Saturday, November 04, 2006

Crash test (3)

Crash_test 3.0
La lucidité est une perverse marquise à effet mydriatique maximal. Elle dilate tes pupilles et t’enfonce une lame sombre et glacée au cœur de ton âme délicieusement saignante à ce moment-là. Une morsure au goût indélébile. Une douleur_brûlure narcissique terrible mais nécessaire. Un coup de cutter dans la chair de ton [ego] hypertrophié. Une rupture dans l’inconsistance de ton existence. En apparence. Flashback. On se [cache] cache derrière des mots, des images et des sons. On instrumentalise ses pensées en croyant connaître les principaux effets_secondaires. On se [cache] crache des paroles tendres_dures entre les lignes de chant. On rame, en essayant de comprendre la mécanique de nos fluides inconscients. Avec ou sans gilet de sauvetage. Qu’importe de toute façon. On ne risque pas de se noyer si on a pied. Dans la réalité.
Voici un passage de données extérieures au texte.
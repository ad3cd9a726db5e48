//! Recording and failing implementations of the application ports.

use std::sync::Mutex;
use std::time::Duration;

use async_trait::async_trait;

use crate::{
    app_error::{AppError, AppResult},
    application::ports::{
        control::Control, delay::DelayProvider, key_value_store::KeyValueStore,
        navigator::Navigator,
    },
};

/// Storage whose writes always fail, like a full browser quota.
pub struct FailingStorage;

impl KeyValueStore for FailingStorage {
    fn get_item(&self, _key: &str) -> Option<String> {
        None
    }

    fn set_item(&self, _key: &str, _value: &str) -> AppResult<()> {
        Err(AppError::Storage("quota exceeded".into()))
    }
}

/// Navigator that remembers every target instead of leaving the page.
#[derive(Default)]
pub struct RecordingNavigator {
    visited: Mutex<Vec<String>>,
}

impl RecordingNavigator {
    pub fn visited(&self) -> Vec<String> {
        self.visited.lock().unwrap().clone()
    }

    pub fn last(&self) -> Option<String> {
        self.visited.lock().unwrap().last().cloned()
    }
}

impl Navigator for RecordingNavigator {
    fn navigate(&self, target: &str) {
        self.visited.lock().unwrap().push(target.to_string());
    }
}

/// Control that records each disabled/enabled transition.
#[derive(Default)]
pub struct RecordingControl {
    history: Mutex<Vec<bool>>,
}

impl RecordingControl {
    pub fn is_disabled(&self) -> bool {
        self.history.lock().unwrap().last().copied().unwrap_or(false)
    }

    pub fn history(&self) -> Vec<bool> {
        self.history.lock().unwrap().clone()
    }
}

impl Control for RecordingControl {
    fn set_disabled(&self, disabled: bool) {
        self.history.lock().unwrap().push(disabled);
    }
}

/// Deterministic delays.
pub struct FixedDelay {
    latency: Duration,
    disable_window: Duration,
    test_mode: bool,
}

impl FixedDelay {
    pub fn new(latency: Duration, disable_window: Duration) -> Self {
        Self {
            latency,
            disable_window,
            test_mode: false,
        }
    }

    /// Zero delays, reported as test mode.
    pub fn instant() -> Self {
        Self {
            latency: Duration::ZERO,
            disable_window: Duration::ZERO,
            test_mode: true,
        }
    }
}

#[async_trait]
impl DelayProvider for FixedDelay {
    fn latency(&self) -> Duration {
        self.latency
    }

    fn disable_window(&self) -> Duration {
        self.disable_window
    }

    fn is_test_mode(&self) -> bool {
        self.test_mode
    }
}
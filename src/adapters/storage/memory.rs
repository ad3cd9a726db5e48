use std::collections::HashMap;
use std::sync::Mutex;

use crate::{app_error::AppResult, application::ports::key_value_store::KeyValueStore};

/// Process-local storage, gone when the process exits.
#[derive(Default)]
pub struct InMemoryStorage {
    items: Mutex<HashMap<String, String>>,
}

impl InMemoryStorage {
    pub fn new() -> Self {
        Self::default()
    }

    /// Seed one key, as if an earlier page load had written it.
    pub fn with_item(key: &str, value: &str) -> Self {
        let storage = Self::default();
        if let Ok(mut items) = storage.items.lock() {
            items.insert(key.to_string(), value.to_string());
        }
        storage
    }
}

impl KeyValueStore for InMemoryStorage {
    fn get_item(&self, key: &str) -> Option<String> {
        self.items
            .lock()
            .ok()
            .and_then(|items| items.get(key).cloned())
    }

    fn set_item(&self, key: &str, value: &str) -> AppResult<()> {
        let mut items = self
            .items
            .lock()
            .map_err(|e| crate::app_error::AppError::Internal(e.to_string()))?;
        items.insert(key.to_string(), value.to_string());
        Ok(())
    }
}
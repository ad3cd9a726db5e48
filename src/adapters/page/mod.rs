pub mod query;
pub mod session;
// src/error.rs
use std::path::PathBuf;
use thiserror::Error;

#[derive(Debug, Error)]
pub enum SafelistError {
    #[error("Template directory not found at {}", path.display())]
    TemplateDirNotFound { path: PathBuf },

    #[error("No .{extension} template files found in {}", path.display())]
    NoTemplates { path: PathBuf, extension: String },

    /// Read or UTF-8 decoding failure for a single template. The `Display`
    /// form is the bare underlying message; the path travels separately.
    #[error("{source}")]
    Io {
        source: std::io::Error,
        path: PathBuf,
    },

    #[error("Directory walk failed: {0}")]
    Walk(#[from] walkdir::Error),
}

impl SafelistError {
    /// True for the two conditions that end a run before any output.
    #[must_use]
    pub fn is_missing_templates(&self) -> bool {
        matches!(self, Self::TemplateDirNotFound { .. } | Self::NoTemplates { .. })
    }
}

pub type Result<T> = std::result::Result<T, SafelistError>;

// Allow `?` on std::io::Error by converting to SafelistError::Io with unknown path.
impl From<std::io::Error> for SafelistError {
    fn from(source: std::io::Error) -> Self {
        SafelistError::Io {
            source,
            path: PathBuf::from("<unknown>"),
        }
    }
}
// src/config.rs
use std::env;
use std::fs;
use std::path::{Path, PathBuf};

use crate::error::Result;

/// Template directory, relative to the project root (the parent of the
/// directory holding the binary).
pub const TEMPLATE_SUBDIR: &str = "ucode/template/themes/orion";

/// Extension (without the dot) of the files that get scanned.
pub const TEMPLATE_EXTENSION: &str = "ut";

#[derive(Debug, Clone)]
pub struct ScanConfig {
    pub template_dir: PathBuf,
    pub extension: String,
    pub verbose: bool,
}

impl ScanConfig {
    #[must_use]
    pub fn new(template_dir: impl Into<PathBuf>) -> Self {
        Self {
            template_dir: template_dir.into(),
            extension: TEMPLATE_EXTENSION.to_string(),
            verbose: false,
        }
    }

    /// Resolves the template directory next to the running executable.
    ///
    /// # Errors
    /// Returns error if the executable path cannot be determined.
    pub fn from_install_dir() -> Result<Self> {
        let exe = env::current_exe()?;
        let exe = fs::canonicalize(&exe).unwrap_or(exe);
        let install_dir = exe.parent().unwrap_or(Path::new("."));
        Ok(Self::new(template_dir_for(install_dir)))
    }

    #[must_use]
    pub fn with_verbose(mut self, verbose: bool) -> Self {
        self.verbose = verbose;
        self
    }
}

/// Maps an install directory to `<install_dir>/../ucode/template/themes/orion`.
#[must_use]
pub fn template_dir_for(install_dir: &Path) -> PathBuf {
    match install_dir.parent() {
        Some(project_dir) => project_dir.join(TEMPLATE_SUBDIR),
        None => install_dir.join("..").join(TEMPLATE_SUBDIR),
    }
}
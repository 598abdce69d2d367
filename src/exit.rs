// src/exit.rs
//! Process exit codes for `orion-safelist`.
//!
//! Build scripts only need 0 vs non-0, but distinct codes help debug.

use std::process::Termination;

#[derive(Debug, Clone, Copy, PartialEq, Eq)]
#[repr(i32)]
pub enum SafelistExit {
    /// Safelist printed.
    Success = 0,
    /// Unexpected failure (walk error, stdout closed).
    Error = 1,
    /// Template directory missing or holds no `.ut` files. Nothing printed.
    MissingTemplates = 2,
}

impl SafelistExit {
    #[must_use]
    pub fn code(self) -> i32 {
        self as i32
    }
}

impl Termination for SafelistExit {
    fn report(self) -> std::process::ExitCode {
        #[allow(clippy::cast_sign_loss, clippy::cast_possible_truncation)]
        std::process::ExitCode::from(self.code() as u8)
    }
}

#[cfg(test)]
mod tests {
    use super::*;

    #[test]
    fn test_codes_distinct() {
        assert_eq!(SafelistExit::Success.code(), 0);
        assert_ne!(SafelistExit::Error.code(), 0);
        assert_ne!(SafelistExit::MissingTemplates.code(), 0);
        assert_ne!(SafelistExit::Error, SafelistExit::MissingTemplates);
    }
}
// tests/unit_extractor.rs
use safelist_core::extract::extract_classes;

fn has(content: &str, class: &str) -> bool {
    extract_classes(content).contains(class)
}

#[test]
fn test_double_quoted_attribute() {
    let classes = extract_classes(r#"<div class="a b c"></div>"#);
    assert_eq!(classes.into_iter().collect::<Vec<_>>(), vec!["a", "b", "c"]);
}

#[test]
fn test_single_quoted_attribute() {
    assert!(has("<div class='flex gap-2'>", "gap-2"));
}

#[test]
fn test_whitespace_around_equals() {
    assert!(has(r#"<div class = "mx-auto">"#, "mx-auto"));
    assert!(has("<div class=\n\t'mx-auto'>", "mx-auto"));
}

#[test]
fn test_interpolation_stripped() {
    let classes = extract_classes(r#"<div class="{{ dynamic }} real-class">"#);
    assert!(classes.contains("real-class"));
    assert!(!classes.iter().any(|c| c.contains("dynamic")));
    assert_eq!(classes.len(), 1);
}

#[test]
fn test_control_span_stripped() {
    let html = r#"<li class="px-2 {% if active %}bg-blue-500{% endif %}">"#;
    let classes = extract_classes(html);
    assert!(classes.contains("px-2"));
    assert!(classes.contains("bg-blue-500"));
    assert!(!classes.contains("active"));
    assert!(!classes.contains("endif"));
}

#[test]
fn test_operators_and_keywords_never_emitted() {
    // `raw` is what survives when a template emits control words unstripped.
    let html = r#"<a class="{% if x != 1 %} a {% else %} b {% endif %}">"#;
    let raw = r#"<a class="if x != 1 == y < z > w else endif">"#;
    for content in [html, raw] {
        let classes = extract_classes(content);
        for noise in ["!=", "==", "<", ">", "if", "else", "endif"] {
            assert!(!classes.contains(noise), "{noise} leaked from {content}");
        }
    }
}

#[test]
fn test_class_list_calls() {
    let js = r#"
        el.classList.add('foo');
        el.classList.remove("bar");
        el.classList.toggle('baz qux');
    "#;
    let classes = extract_classes(js);
    for c in ["foo", "bar", "baz", "qux"] {
        assert!(classes.contains(c), "missing {c}");
    }
}

#[test]
fn test_class_list_other_methods_ignored() {
    assert!(!has("el.classList.contains('open')", "open"));
    assert!(!has("el.classList.replace('a', 'b')", "a"));
}

#[test]
fn test_duplicates_collapse_across_contexts() {
    let content = r#"<div class="hidden hidden"></div><script>el.classList.add("hidden")</script>"#;
    assert_eq!(extract_classes(content).len(), 1);
}

#[test]
fn test_no_classes() {
    assert!(extract_classes("<p>plain text</p>").is_empty());
    assert!(extract_classes("").is_empty());
}

#[test]
fn test_tailwind_variants_preserved() {
    let classes = extract_classes(r#"<span class="hover:text-white !important -translate-x-1/2 w-1/2">"#);
    for c in ["hover:text-white", "!important", "-translate-x-1/2", "w-1/2"] {
        assert!(classes.contains(c), "missing {c}");
    }
}
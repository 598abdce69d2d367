// src/safelist.rs
use std::collections::BTreeSet;
use std::fmt::Write;

/// Rendering of an empty class set.
pub const EMPTY_SAFELIST: &str = "safelist: []";

/// Renders the class set as a `safelist: [...]` block for `tailwind.config.js`.
///
/// `BTreeSet` iterates in byte order, which for UTF-8 is code-point order, so
/// the output is identical no matter which file contributed a token first.
#[must_use]
pub fn format_safelist(classes: &BTreeSet<String>) -> String {
    if classes.is_empty() {
        return EMPTY_SAFELIST.to_string();
    }

    let mut out = String::from("safelist: [\n");
    for class in classes {
        let _ = writeln!(out, "    '{class}',");
    }
    out.push(']');
    out
}
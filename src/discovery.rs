// src/discovery.rs
use crate::config::ScanConfig;
use crate::error::{Result, SafelistError};
use crate::reporting;
use std::io::Write;
use std::path::{Path, PathBuf};
use walkdir::WalkDir;

/// Lists every entry directly inside `config.template_dir` whose name ends in
/// the template extension.
///
/// The listing is flat and sorted by file name. Entries are not checked for
/// readability here: a dangling symlink or a directory named `x.ut` is still
/// returned so the read step can report it.
///
/// # Errors
/// Returns `TemplateDirNotFound` if the directory is missing, `NoTemplates`
/// if it holds no matching entries, or a walk error if it cannot be listed or
/// `diag` cannot be written.
pub fn discover(config: &ScanConfig, diag: &mut impl Write) -> Result<Vec<PathBuf>> {
    let dir = &config.template_dir;
    if !dir.exists() {
        return Err(SafelistError::TemplateDirNotFound { path: dir.clone() });
    }

    let (files, errors) = list_templates(dir, &config.extension)?;
    if errors > 0 && config.verbose {
        reporting::write_walk_warning(diag, dir, errors)?;
    }
    if files.is_empty() {
        return Err(SafelistError::NoTemplates {
            path: dir.clone(),
            extension: config.extension.clone(),
        });
    }
    Ok(files)
}

fn list_templates(dir: &Path, extension: &str) -> Result<(Vec<PathBuf>, usize)> {
    let walker = WalkDir::new(dir)
        .min_depth(1)
        .max_depth(1)
        .follow_links(true)
        .sort_by_file_name()
        .into_iter();

    let suffix = format!(".{extension}");
    let mut paths = Vec::new();
    let mut errors = 0;
    for item in walker {
        match item {
            Ok(entry) => {
                if has_suffix(entry.path(), &suffix) {
                    paths.push(entry.into_path());
                }
            }
            // Root unreadable: nothing to salvage.
            Err(e) if e.depth() == 0 => return Err(e.into()),
            // Broken symlink: keep it, the read will fail and be reported.
            Err(e) => match e.path() {
                Some(path) if has_suffix(path, &suffix) => paths.push(path.to_path_buf()),
                _ => errors += 1,
            },
        }
    }
    Ok((paths, errors))
}

fn has_suffix(path: &Path, suffix: &str) -> bool {
    path.file_name()
        .is_some_and(|name| name.to_string_lossy().ends_with(suffix))
}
Alors quoi ? Bah rien. On se [cache] crash contre le mur rigidifié_cadavérique de nos pulsions/répulsions animalement humaines. Pour mieux se relever ensuite. Plus fort. Eclairé par la conscience de soi et la logique implacable des évènements. Qui s’enchaînent et s’imposent comme une évidence. Souvent. On apprend à aiguiser ses silex_silences dans l’ombre et le confort de l’anonymat. Et à réagir. L’instinct_dans l’instant. Quand soudain un rai de lumière bleue surgit de l’ouverture. La plaie est là. Gratuite. Inscrite. Si simple. Si paradoxale. Mais tellement éphémère. Délicate. Révélatrice. J’ai vu. J’ai ressenti. Et j’ai aimé.